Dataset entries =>

== Segment start ==

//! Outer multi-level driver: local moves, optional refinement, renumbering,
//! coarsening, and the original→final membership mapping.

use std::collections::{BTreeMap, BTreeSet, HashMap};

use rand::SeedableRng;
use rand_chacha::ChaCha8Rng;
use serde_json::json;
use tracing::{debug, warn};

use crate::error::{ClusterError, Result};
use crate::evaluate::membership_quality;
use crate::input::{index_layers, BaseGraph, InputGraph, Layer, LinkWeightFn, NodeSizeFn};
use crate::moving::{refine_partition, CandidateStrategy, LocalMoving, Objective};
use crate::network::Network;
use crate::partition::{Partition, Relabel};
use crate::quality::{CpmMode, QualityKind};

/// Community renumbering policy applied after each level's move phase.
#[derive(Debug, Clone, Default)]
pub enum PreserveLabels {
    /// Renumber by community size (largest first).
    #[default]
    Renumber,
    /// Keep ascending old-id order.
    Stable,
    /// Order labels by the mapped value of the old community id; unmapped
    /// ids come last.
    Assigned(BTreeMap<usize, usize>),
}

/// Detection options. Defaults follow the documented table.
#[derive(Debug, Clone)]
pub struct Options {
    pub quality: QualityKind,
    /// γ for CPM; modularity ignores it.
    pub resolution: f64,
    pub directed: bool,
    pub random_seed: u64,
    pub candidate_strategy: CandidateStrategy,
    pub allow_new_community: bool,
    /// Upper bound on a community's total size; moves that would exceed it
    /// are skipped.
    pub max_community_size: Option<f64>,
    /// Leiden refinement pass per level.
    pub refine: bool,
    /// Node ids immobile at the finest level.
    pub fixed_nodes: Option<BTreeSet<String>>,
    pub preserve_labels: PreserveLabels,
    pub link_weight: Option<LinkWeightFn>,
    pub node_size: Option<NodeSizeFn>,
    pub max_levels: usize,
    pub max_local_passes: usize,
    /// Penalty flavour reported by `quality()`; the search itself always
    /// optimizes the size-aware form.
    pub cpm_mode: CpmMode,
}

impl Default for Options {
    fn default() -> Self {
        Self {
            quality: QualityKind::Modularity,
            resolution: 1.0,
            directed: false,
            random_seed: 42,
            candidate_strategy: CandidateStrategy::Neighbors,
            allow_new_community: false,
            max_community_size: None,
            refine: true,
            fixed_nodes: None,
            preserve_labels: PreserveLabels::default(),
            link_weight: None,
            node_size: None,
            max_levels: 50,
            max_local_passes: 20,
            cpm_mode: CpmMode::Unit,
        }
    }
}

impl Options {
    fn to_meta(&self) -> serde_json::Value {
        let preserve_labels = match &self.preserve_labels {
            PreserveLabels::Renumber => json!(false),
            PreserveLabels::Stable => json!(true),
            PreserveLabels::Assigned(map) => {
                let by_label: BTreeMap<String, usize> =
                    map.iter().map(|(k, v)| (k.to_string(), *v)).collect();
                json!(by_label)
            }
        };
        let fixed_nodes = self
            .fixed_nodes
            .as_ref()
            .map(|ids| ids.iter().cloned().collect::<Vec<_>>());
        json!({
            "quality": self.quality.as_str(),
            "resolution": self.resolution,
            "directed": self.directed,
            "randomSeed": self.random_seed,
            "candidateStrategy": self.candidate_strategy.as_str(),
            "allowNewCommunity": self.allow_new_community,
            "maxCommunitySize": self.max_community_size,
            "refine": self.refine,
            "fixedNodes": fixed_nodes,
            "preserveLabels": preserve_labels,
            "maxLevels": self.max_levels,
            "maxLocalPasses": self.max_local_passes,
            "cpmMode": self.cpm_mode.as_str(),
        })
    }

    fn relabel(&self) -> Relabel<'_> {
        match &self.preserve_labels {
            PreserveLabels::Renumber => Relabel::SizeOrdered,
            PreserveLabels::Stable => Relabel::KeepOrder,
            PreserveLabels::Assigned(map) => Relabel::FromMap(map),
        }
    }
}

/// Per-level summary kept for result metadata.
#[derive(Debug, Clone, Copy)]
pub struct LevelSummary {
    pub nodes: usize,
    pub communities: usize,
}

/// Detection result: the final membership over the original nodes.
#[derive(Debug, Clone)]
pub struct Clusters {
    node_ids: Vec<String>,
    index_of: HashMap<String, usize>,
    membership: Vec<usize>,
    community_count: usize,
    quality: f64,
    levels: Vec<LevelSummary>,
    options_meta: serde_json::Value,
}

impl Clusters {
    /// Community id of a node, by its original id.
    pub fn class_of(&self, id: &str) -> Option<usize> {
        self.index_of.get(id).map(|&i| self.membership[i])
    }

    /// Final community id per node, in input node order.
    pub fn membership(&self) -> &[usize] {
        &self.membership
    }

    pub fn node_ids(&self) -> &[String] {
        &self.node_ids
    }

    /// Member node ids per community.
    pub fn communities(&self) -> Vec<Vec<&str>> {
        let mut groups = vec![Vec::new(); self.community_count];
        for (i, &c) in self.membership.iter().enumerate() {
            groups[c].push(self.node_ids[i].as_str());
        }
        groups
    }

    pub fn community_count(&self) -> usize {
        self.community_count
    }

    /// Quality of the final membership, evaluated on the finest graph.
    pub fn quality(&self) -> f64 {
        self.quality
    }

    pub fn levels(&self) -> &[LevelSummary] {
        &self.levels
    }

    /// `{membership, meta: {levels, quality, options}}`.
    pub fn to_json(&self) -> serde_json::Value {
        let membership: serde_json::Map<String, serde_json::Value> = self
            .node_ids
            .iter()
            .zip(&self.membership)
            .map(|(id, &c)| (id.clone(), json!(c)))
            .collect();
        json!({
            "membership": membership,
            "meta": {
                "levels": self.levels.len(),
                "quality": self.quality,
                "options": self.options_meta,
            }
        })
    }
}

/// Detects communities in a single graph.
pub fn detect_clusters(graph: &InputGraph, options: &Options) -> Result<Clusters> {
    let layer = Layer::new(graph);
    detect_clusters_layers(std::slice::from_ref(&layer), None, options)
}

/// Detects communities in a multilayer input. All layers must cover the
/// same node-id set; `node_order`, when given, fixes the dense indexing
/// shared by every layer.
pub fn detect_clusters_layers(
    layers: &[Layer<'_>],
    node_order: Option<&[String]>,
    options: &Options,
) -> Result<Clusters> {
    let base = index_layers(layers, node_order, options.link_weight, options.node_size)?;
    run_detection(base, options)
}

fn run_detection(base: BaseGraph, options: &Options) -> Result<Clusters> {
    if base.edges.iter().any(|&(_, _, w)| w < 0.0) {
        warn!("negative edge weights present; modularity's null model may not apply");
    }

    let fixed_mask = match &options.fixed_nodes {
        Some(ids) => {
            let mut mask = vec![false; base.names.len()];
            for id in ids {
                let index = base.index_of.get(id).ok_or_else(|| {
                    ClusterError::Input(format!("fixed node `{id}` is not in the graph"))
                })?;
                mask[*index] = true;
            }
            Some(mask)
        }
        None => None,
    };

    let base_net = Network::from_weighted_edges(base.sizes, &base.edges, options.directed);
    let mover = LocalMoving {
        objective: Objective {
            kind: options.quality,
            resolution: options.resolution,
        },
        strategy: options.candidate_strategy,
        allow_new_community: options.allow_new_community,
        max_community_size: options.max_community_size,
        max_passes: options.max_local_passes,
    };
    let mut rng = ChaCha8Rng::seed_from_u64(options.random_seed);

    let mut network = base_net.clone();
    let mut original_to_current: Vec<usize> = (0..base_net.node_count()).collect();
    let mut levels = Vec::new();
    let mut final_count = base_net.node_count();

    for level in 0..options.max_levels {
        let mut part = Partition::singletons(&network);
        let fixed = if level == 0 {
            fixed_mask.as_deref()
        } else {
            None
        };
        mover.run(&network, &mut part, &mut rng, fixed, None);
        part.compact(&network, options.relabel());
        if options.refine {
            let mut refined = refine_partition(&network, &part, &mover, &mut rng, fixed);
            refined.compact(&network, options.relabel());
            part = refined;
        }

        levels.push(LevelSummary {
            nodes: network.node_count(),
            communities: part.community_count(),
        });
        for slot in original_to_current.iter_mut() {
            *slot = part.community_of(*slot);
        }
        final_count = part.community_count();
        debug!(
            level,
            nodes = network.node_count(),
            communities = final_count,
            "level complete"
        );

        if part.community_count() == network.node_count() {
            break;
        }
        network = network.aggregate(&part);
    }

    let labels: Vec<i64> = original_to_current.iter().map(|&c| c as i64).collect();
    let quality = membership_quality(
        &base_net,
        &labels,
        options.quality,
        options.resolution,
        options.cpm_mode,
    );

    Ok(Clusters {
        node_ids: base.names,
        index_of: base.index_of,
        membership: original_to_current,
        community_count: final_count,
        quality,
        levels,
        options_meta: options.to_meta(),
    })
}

== Segment end ==
== Segment start ==

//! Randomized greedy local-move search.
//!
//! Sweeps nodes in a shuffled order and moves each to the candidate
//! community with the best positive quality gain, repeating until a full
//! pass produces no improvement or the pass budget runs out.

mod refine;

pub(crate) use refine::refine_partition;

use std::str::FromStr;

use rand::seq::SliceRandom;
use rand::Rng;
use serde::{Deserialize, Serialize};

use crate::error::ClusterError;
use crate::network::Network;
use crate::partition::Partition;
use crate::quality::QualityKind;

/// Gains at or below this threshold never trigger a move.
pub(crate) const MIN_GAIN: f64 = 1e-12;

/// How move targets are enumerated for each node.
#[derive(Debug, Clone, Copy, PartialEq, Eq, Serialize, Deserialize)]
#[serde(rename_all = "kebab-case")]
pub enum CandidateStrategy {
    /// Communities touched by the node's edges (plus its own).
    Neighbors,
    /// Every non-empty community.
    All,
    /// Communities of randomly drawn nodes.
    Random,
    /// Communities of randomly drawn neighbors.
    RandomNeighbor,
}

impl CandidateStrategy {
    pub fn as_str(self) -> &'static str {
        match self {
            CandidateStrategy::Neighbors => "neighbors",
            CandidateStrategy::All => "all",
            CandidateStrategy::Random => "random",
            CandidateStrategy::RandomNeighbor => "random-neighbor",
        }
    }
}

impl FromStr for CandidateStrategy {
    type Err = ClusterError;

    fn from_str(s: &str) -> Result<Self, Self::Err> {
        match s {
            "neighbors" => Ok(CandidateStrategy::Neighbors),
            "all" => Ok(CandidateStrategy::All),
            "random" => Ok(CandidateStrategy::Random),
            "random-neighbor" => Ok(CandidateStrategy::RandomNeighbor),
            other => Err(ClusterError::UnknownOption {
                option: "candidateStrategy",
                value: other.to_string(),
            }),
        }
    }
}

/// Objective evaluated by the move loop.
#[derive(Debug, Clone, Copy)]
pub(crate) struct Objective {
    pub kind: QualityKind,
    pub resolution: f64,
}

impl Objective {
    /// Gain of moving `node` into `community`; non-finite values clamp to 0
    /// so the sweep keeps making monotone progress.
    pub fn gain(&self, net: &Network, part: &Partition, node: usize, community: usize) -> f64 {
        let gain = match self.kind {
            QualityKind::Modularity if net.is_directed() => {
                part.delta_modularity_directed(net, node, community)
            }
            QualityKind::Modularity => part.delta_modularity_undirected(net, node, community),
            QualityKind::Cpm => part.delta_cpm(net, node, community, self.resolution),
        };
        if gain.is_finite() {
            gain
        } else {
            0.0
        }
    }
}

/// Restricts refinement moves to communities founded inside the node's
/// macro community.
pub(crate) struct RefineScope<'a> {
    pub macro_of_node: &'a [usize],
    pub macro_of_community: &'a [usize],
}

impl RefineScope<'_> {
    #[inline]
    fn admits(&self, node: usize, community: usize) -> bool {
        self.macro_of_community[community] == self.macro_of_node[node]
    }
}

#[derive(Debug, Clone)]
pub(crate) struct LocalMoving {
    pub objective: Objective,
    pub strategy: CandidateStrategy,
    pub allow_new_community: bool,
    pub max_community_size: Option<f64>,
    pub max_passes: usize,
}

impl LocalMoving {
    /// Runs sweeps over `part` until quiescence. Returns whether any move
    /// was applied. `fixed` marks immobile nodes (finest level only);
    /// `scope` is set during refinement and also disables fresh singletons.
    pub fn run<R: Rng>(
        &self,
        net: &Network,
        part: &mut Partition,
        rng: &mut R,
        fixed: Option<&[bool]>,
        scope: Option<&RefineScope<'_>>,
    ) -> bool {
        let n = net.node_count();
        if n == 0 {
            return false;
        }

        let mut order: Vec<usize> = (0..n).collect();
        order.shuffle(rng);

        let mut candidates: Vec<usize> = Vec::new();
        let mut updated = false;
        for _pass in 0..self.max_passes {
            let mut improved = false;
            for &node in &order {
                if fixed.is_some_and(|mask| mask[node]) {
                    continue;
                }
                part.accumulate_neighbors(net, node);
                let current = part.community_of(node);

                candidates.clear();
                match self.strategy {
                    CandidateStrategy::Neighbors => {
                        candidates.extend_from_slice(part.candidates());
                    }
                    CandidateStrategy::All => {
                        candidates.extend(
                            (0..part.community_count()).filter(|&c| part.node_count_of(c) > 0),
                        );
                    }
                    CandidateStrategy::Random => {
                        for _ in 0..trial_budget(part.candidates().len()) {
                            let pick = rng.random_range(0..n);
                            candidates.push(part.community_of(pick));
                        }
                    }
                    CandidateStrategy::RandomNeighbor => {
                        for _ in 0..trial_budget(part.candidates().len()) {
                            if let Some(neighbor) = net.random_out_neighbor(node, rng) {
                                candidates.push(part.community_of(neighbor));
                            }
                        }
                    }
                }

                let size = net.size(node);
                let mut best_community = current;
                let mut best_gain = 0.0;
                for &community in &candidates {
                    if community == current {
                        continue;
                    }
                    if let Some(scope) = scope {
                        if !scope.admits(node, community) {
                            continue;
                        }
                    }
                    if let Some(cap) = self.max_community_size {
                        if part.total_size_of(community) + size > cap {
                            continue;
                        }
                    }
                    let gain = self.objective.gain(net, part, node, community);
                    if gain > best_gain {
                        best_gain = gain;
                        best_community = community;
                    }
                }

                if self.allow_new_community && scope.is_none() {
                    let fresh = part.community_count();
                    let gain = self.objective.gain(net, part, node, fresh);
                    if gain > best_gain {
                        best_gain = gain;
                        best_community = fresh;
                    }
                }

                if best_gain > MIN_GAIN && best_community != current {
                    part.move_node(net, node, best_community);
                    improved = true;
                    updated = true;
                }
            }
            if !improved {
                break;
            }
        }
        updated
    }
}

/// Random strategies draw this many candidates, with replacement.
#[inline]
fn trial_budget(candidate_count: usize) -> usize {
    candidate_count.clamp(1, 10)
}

== Segment end ==
== Segment start ==

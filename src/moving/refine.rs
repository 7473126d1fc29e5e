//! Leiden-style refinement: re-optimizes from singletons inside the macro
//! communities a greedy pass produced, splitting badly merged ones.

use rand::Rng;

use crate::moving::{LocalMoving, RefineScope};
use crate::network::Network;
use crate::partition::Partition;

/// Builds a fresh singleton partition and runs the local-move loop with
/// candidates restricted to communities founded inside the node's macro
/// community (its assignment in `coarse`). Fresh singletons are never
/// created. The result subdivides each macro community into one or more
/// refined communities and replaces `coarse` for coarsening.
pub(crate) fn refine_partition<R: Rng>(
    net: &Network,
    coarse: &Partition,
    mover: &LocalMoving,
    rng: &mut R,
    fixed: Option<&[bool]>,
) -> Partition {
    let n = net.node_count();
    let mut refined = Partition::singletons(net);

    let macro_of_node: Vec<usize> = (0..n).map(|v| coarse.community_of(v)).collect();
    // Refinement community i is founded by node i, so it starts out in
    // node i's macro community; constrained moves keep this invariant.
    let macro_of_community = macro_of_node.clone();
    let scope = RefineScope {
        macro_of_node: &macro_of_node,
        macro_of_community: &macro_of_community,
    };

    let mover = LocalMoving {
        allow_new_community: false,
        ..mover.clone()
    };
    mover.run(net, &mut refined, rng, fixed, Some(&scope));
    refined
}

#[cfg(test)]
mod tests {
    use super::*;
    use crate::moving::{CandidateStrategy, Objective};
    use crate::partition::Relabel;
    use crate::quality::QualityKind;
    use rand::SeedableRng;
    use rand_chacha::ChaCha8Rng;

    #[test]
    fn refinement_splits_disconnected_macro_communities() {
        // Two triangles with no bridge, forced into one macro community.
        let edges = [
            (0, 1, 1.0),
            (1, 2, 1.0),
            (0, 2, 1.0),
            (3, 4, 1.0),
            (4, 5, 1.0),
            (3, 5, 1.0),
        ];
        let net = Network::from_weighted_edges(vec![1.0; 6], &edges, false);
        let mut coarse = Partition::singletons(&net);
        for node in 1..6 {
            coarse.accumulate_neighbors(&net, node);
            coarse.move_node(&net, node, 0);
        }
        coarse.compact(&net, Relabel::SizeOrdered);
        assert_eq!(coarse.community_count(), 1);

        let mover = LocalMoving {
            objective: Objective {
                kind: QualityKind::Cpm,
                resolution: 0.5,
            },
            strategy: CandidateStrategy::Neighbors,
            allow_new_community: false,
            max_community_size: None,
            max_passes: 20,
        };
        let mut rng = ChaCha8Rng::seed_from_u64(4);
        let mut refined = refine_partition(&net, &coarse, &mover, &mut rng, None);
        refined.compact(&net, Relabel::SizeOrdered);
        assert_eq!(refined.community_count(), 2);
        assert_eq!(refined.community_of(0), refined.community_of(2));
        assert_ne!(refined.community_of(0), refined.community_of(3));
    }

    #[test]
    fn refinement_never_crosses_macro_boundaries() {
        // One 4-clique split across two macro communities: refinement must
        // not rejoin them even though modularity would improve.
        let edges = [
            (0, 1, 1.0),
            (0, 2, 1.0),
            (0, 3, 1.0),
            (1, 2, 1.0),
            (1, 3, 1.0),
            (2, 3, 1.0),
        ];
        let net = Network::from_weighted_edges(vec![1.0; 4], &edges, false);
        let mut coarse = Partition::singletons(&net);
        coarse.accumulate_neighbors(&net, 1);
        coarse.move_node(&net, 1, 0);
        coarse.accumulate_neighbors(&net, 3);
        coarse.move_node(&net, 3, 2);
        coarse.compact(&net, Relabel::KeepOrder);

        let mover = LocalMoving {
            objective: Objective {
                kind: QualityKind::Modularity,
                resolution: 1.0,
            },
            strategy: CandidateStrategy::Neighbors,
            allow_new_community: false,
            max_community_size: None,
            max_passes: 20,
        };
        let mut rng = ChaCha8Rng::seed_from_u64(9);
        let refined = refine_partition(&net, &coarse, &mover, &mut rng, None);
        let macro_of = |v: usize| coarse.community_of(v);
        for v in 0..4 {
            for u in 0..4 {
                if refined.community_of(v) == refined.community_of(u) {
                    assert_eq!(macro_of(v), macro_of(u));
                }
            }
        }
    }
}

== Segment end ==

Activity => Find "multi-level driver: local" in the entries above and copy that whole line exactly, then each line after it through the line that contains "pub struct Options".

Response =>
//! Outer multi-level driver: local moves, optional refinement, renumbering,
//! coarsening, and the original→final membership mapping.

use std::collections::{BTreeMap, BTreeSet, HashMap};

use rand::SeedableRng;
use rand_chacha::ChaCha8Rng;
use serde_json::json;
use tracing::{debug, warn};

use crate::error::{ClusterError, Result};
use crate::evaluate::membership_quality;
use crate::input::{index_layers, BaseGraph, InputGraph, Layer, LinkWeightFn, NodeSizeFn};
use crate::moving::{refine_partition, CandidateStrategy, LocalMoving, Objective};
use crate::network::Network;
use crate::partition::{Partition, Relabel};
use crate::quality::{CpmMode, QualityKind};

/// Community renumbering policy applied after each level's move phase.
#[derive(Debug, Clone, Default)]
pub enum PreserveLabels {
    /// Renumber by community size (largest first).
    #[default]
    Renumber,
    /// Keep ascending old-id order.
    Stable,
    /// Order labels by the mapped value of the old community id; unmapped
    /// ids come last.
    Assigned(BTreeMap<usize, usize>),
}

/// Detection options. Defaults follow the documented table.
#[derive(Debug, Clone)]
pub struct Options {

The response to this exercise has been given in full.